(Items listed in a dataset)
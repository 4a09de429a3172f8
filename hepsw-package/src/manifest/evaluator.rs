//! Variable expansion and `if` condition evaluation for recipe steps

use super::Manifest;
use crate::config::HepswConfig;
use serde::{Deserialize, Serialize};
use std::collections::BTreeMap;
use std::path::Path;
use tracing::warn;

/// Live variable mapping during a walk
pub type Variables = BTreeMap<String, String>;

const OPTIONS_PREFIX: &str = "OPTIONS_";

/// What to do with a condition that fits no known expression family
#[derive(Debug, Clone, Copy, Default, PartialEq, Eq, Serialize, Deserialize)]
#[serde(rename_all = "kebab-case")]
pub enum ConditionPolicy {
    /// Treat it as true so unknown syntax does not drop steps
    #[default]
    FailOpen,
    /// Treat it as false
    Skip,
}

/// Result of evaluating one condition
#[derive(Debug, Clone, PartialEq, Eq, Serialize)]
pub struct ConditionOutcome {
    pub result: bool,
    pub reason: String,
    /// False when the expression matched no known family and the policy decided
    pub evaluable: bool,
}

/// Replace `${NAME}` and `$NAME` references with their values.
///
/// `$NAME` takes the longest run of `[A-Za-z0-9_]`. Unknown names are left as
/// written.
pub fn expand_variables(input: &str, variables: &Variables) -> String {
    let mut out = String::with_capacity(input.len());
    let mut rest = input;

    while let Some(pos) = rest.find('$') {
        out.push_str(&rest[..pos]);
        let after = &rest[pos + 1..];

        if let Some(braced) = after.strip_prefix('{') {
            if let Some(end) = braced.find('}') {
                let name = &braced[..end];
                match variables.get(name) {
                    Some(value) => out.push_str(value),
                    None => out.push_str(&rest[pos..pos + end + 3]),
                }
                rest = &braced[end + 1..];
                continue;
            }
        } else {
            let len = after
                .find(|c: char| !(c.is_ascii_alphanumeric() || c == '_'))
                .unwrap_or(after.len());
            if len > 0 {
                let name = &after[..len];
                match variables.get(name) {
                    Some(value) => out.push_str(value),
                    None => {
                        out.push('$');
                        out.push_str(name);
                    }
                }
                rest = &after[len..];
                continue;
            }
        }

        out.push('$');
        rest = after;
    }

    out.push_str(rest);
    out
}

fn is_truthy(value: &str) -> bool {
    !(value.is_empty() || value == "0" || value == "false")
}

/// Name referenced by a whole-expression `${NAME}` or `$NAME`
fn sole_reference(expr: &str) -> Option<&str> {
    let name = match expr.strip_prefix("${") {
        Some(inner) => inner.strip_suffix('}')?,
        None => expr.strip_prefix('$')?,
    };
    if !name.is_empty() && name.chars().all(|c| c.is_ascii_alphanumeric() || c == '_') {
        Some(name)
    } else {
        None
    }
}

/// Evaluate a step's `if` expression.
///
/// Two families are understood: `OPTIONS_<NAME>` tests whether an option is
/// enabled (case-insensitive, `_` and `-` interchangeable) and a variable name
/// tests the variable's truthiness. A leading `!` negates either.
pub fn evaluate_condition(
    condition: &str,
    options: &[String],
    variables: &Variables,
    policy: ConditionPolicy,
) -> ConditionOutcome {
    let trimmed = condition.trim();
    let (negated, body) = match trimmed.strip_prefix('!') {
        Some(rest) => (true, rest.trim_start()),
        None => (false, trimmed),
    };

    // A lone reference to a known variable is tested before expansion so its
    // value is not mistaken for an expression.
    if let Some(name) = sole_reference(body) {
        if let Some(value) = variables.get(name) {
            return variable_outcome(name, value, negated);
        }
    }

    let expanded = expand_variables(body, variables);
    let expr = expanded.strip_prefix("${").unwrap_or(&expanded);
    let expr = expr.strip_suffix('}').unwrap_or(expr).trim();

    let option_name = expr
        .get(..OPTIONS_PREFIX.len())
        .filter(|prefix| prefix.eq_ignore_ascii_case(OPTIONS_PREFIX))
        .map(|_| &expr[OPTIONS_PREFIX.len()..])
        .filter(|name| !name.is_empty());

    if let Some(name) = option_name {
        let option = name
            .replace('_', "-")
            .to_ascii_lowercase();
        let enabled = options
            .iter()
            .any(|o| o.replace('_', "-").eq_ignore_ascii_case(&option));

        return ConditionOutcome {
            result: enabled != negated,
            reason: format!(
                "Option '{}' is {}",
                option,
                if enabled { "enabled" } else { "disabled" }
            ),
            evaluable: true,
        };
    }

    if let Some(value) = variables.get(expr) {
        return variable_outcome(expr, value, negated);
    }

    let result = match policy {
        ConditionPolicy::FailOpen => true,
        ConditionPolicy::Skip => {
            warn!("Skipping step with unevaluable condition: {}", condition);
            false
        }
    };
    ConditionOutcome {
        result,
        reason: format!("Cannot evaluate condition: {}", condition),
        evaluable: false,
    }
}

fn variable_outcome(name: &str, value: &str, negated: bool) -> ConditionOutcome {
    ConditionOutcome {
        result: is_truthy(value) != negated,
        reason: format!("Variable '{}' is '{}'", name, value),
        evaluable: true,
    }
}

fn package_dir(base: &Path, manifest: &Manifest) -> String {
    base.join(&manifest.name)
        .join(&manifest.version)
        .to_string_lossy()
        .into_owned()
}

/// Initial variables for walking a manifest.
///
/// Built-ins derived from the package identity and workspace directories come
/// first, then the manifest's build variables (maps applied in order), then
/// the caller's variables.
pub fn seed_variables(manifest: &Manifest, config: &HepswConfig, caller: &Variables) -> Variables {
    let mut vars = Variables::new();
    vars.insert("PACKAGE_NAME".into(), manifest.name.clone());
    vars.insert("PACKAGE_VERSION".into(), manifest.version.clone());
    vars.insert(
        "SOURCE_TYPE".into(),
        manifest
            .source
            .source_type
            .map(|t| t.as_str().to_string())
            .unwrap_or_default(),
    );
    vars.insert("SOURCE_URL".into(), manifest.source.url.clone());
    vars.insert(
        "INSTALL_PREFIX".into(),
        package_dir(&config.installs_dir(), manifest),
    );
    vars.insert("SOURCE_DIR".into(), package_dir(&config.sources_dir(), manifest));
    vars.insert("BUILD_DIR".into(), package_dir(&config.builds_dir(), manifest));

    for map in &manifest.specifications.build.variables {
        vars.extend(map.iter().map(|(k, v)| (k.clone(), v.clone())));
    }
    vars.extend(caller.iter().map(|(k, v)| (k.clone(), v.clone())));
    vars
}

#[cfg(test)]
mod tests {
    use super::*;
    use crate::manifest::fixtures;

    fn vars(pairs: &[(&str, &str)]) -> Variables {
        pairs
            .iter()
            .map(|(k, v)| (k.to_string(), v.to_string()))
            .collect()
    }

    fn opts(names: &[&str]) -> Vec<String> {
        names.iter().map(|s| s.to_string()).collect()
    }

    #[test]
    fn test_expansion() {
        let v = vars(&[("PREFIX", "/opt"), ("PREFIX_DIR", "/srv"), ("N", "8")]);
        assert_eq!(expand_variables("${PREFIX}/bin", &v), "/opt/bin");
        assert_eq!(expand_variables("$PREFIX_DIR/x", &v), "/srv/x");
        assert_eq!(expand_variables("-j$N", &v), "-j8");
        assert_eq!(expand_variables("${MISSING} $OTHER", &v), "${MISSING} $OTHER");
        assert_eq!(expand_variables("cost: $5 and $", &v), "cost: $5 and $");
        assert_eq!(expand_variables("${unterminated", &v), "${unterminated");
    }

    #[test]
    fn test_option_conditions() {
        let v = Variables::new();
        let enabled = opts(&["python", "root-fit"]);

        let out = evaluate_condition("${OPTIONS_PYTHON}", &enabled, &v, ConditionPolicy::FailOpen);
        assert!(out.result && out.evaluable);
        assert_eq!(out.reason, "Option 'python' is enabled");

        assert!(evaluate_condition("OPTIONS_ROOT_FIT", &enabled, &v, ConditionPolicy::FailOpen).result);
        assert!(evaluate_condition("options_Root_Fit", &enabled, &v, ConditionPolicy::FailOpen).result);

        let out = evaluate_condition("!${OPTIONS_PYTHON}", &enabled, &v, ConditionPolicy::FailOpen);
        assert!(!out.result);

        let out = evaluate_condition("${OPTIONS_CUDA}", &enabled, &v, ConditionPolicy::FailOpen);
        assert!(!out.result);
        assert_eq!(out.reason, "Option 'cuda' is disabled");
    }

    #[test]
    fn test_variable_conditions() {
        let v = vars(&[("WITH_GUI", "ON"), ("DEBUG", "0"), ("EMPTY", ""), ("OFF", "false")]);
        let none = Vec::new();

        let out = evaluate_condition("WITH_GUI", &none, &v, ConditionPolicy::FailOpen);
        assert!(out.result);
        assert_eq!(out.reason, "Variable 'WITH_GUI' is 'ON'");

        assert!(!evaluate_condition("${DEBUG}", &none, &v, ConditionPolicy::FailOpen).result);
        assert!(!evaluate_condition("$EMPTY", &none, &v, ConditionPolicy::FailOpen).result);
        assert!(!evaluate_condition("OFF", &none, &v, ConditionPolicy::FailOpen).result);
        assert!(evaluate_condition("!DEBUG", &none, &v, ConditionPolicy::FailOpen).result);
    }

    #[test]
    fn test_unevaluable_policy() {
        let none = Vec::new();
        let v = Variables::new();

        let out = evaluate_condition("${ARCH} == x86_64", &none, &v, ConditionPolicy::FailOpen);
        assert!(out.result);
        assert!(!out.evaluable);
        assert_eq!(out.reason, "Cannot evaluate condition: ${ARCH} == x86_64");

        let out = evaluate_condition("${ARCH} == x86_64", &none, &v, ConditionPolicy::Skip);
        assert!(!out.result);
        assert!(!out.evaluable);
    }

    #[test]
    fn test_seeding_order() {
        let manifest = fixtures::root();
        let config = HepswConfig::with_workspace("/ws");
        let caller = vars(&[("CXX_STANDARD", "20")]);
        let v = seed_variables(&manifest, &config, &caller);

        assert_eq!(v["PACKAGE_NAME"], "root");
        assert_eq!(v["SOURCE_TYPE"], "git");
        assert!(v["BUILD_DIR"].ends_with("root/6.30.02"));
        assert!(v["INSTALL_PREFIX"].starts_with("/ws"));
        // Later variable maps override earlier ones when seeding
        assert_eq!(v["CMAKE_BUILD_TYPE"], "Debug");
        assert_eq!(v["CXX_STANDARD"], "20");
    }
}
//! Bounded retries and cooperative cancellation for remote operations

use crate::config::IndexConfig;
use crate::{PackageError, Result};
use std::sync::atomic::{AtomicBool, Ordering};
use std::sync::Arc;
use std::time::Duration;
use tracing::{debug, warn};

/// Fixed-delay retry schedule
#[derive(Debug, Clone, Copy, PartialEq, Eq)]
pub struct RetryPolicy {
    /// Retries after the first attempt
    pub max_retries: u32,
    pub delay: Duration,
}

impl RetryPolicy {
    pub fn new(max_retries: u32, delay: Duration) -> Self {
        Self { max_retries, delay }
    }

    /// Single attempt, no retries
    pub fn none() -> Self {
        Self::new(0, Duration::ZERO)
    }

    pub fn from_config(config: &IndexConfig) -> Self {
        Self::new(config.max_retries, config.retry_delay())
    }
}

impl Default for RetryPolicy {
    fn default() -> Self {
        Self::from_config(&IndexConfig::default())
    }
}

/// Shared flag that asks long-running work to stop
#[derive(Debug, Clone, Default)]
pub struct CancelToken(Arc<AtomicBool>);

impl CancelToken {
    pub fn new() -> Self {
        Self::default()
    }

    pub fn cancel(&self) {
        self.0.store(true, Ordering::SeqCst);
    }

    pub fn is_cancelled(&self) -> bool {
        self.0.load(Ordering::SeqCst)
    }

    /// `Err(Cancelled)` once cancellation was requested
    pub fn check(&self) -> Result<()> {
        if self.is_cancelled() {
            Err(PackageError::Cancelled)
        } else {
            Ok(())
        }
    }
}

/// Errors that retrying cannot change
fn is_permanent(err: &PackageError) -> bool {
    err.is_not_found()
        || matches!(
            err,
            PackageError::Cancelled
                | PackageError::Config { .. }
                | PackageError::InvalidValue { .. }
                | PackageError::SchemaMismatch { .. }
        )
}

/// Run `op` until it succeeds, fails permanently or runs out of retries
pub fn with_retry<T, F>(policy: &RetryPolicy, cancel: &CancelToken, mut op: F) -> Result<T>
where
    F: FnMut() -> Result<T>,
{
    let attempts = policy.max_retries + 1;
    let mut attempt = 0;

    loop {
        cancel.check()?;
        attempt += 1;

        let err = match op() {
            Ok(value) => return Ok(value),
            Err(err) => err,
        };

        if is_permanent(&err) {
            debug!("Not retrying permanent error: {}", err);
            return Err(err);
        }

        if attempt >= attempts {
            if attempts == 1 {
                return Err(err);
            }
            return Err(PackageError::MaxRetriesExceeded {
                attempts,
                last: Box::new(err),
            });
        }

        warn!(
            "Attempt {}/{} failed: {}; retrying in {:?}",
            attempt, attempts, err, policy.delay
        );
        std::thread::sleep(policy.delay);
    }
}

### WHAT IS BEING ASKED
Above are the records. Copy the lines beginning at the one that has "Self::from_config(&IndexConfig::default())" and ending with the one that has "cancellation was requested", unchanged.

### TASK ANSWER
        Self::from_config(&IndexConfig::default())
    }
}

/// Shared flag that asks long-running work to stop
#[derive(Debug, Clone, Default)]
pub struct CancelToken(Arc<AtomicBool>);

impl CancelToken {
    pub fn new() -> Self {
        Self::default()
    }

    pub fn cancel(&self) {
        self.0.store(true, Ordering::SeqCst);
    }

    pub fn is_cancelled(&self) -> bool {
        self.0.load(Ordering::SeqCst)
    }

    /// `Err(Cancelled)` once cancellation was requested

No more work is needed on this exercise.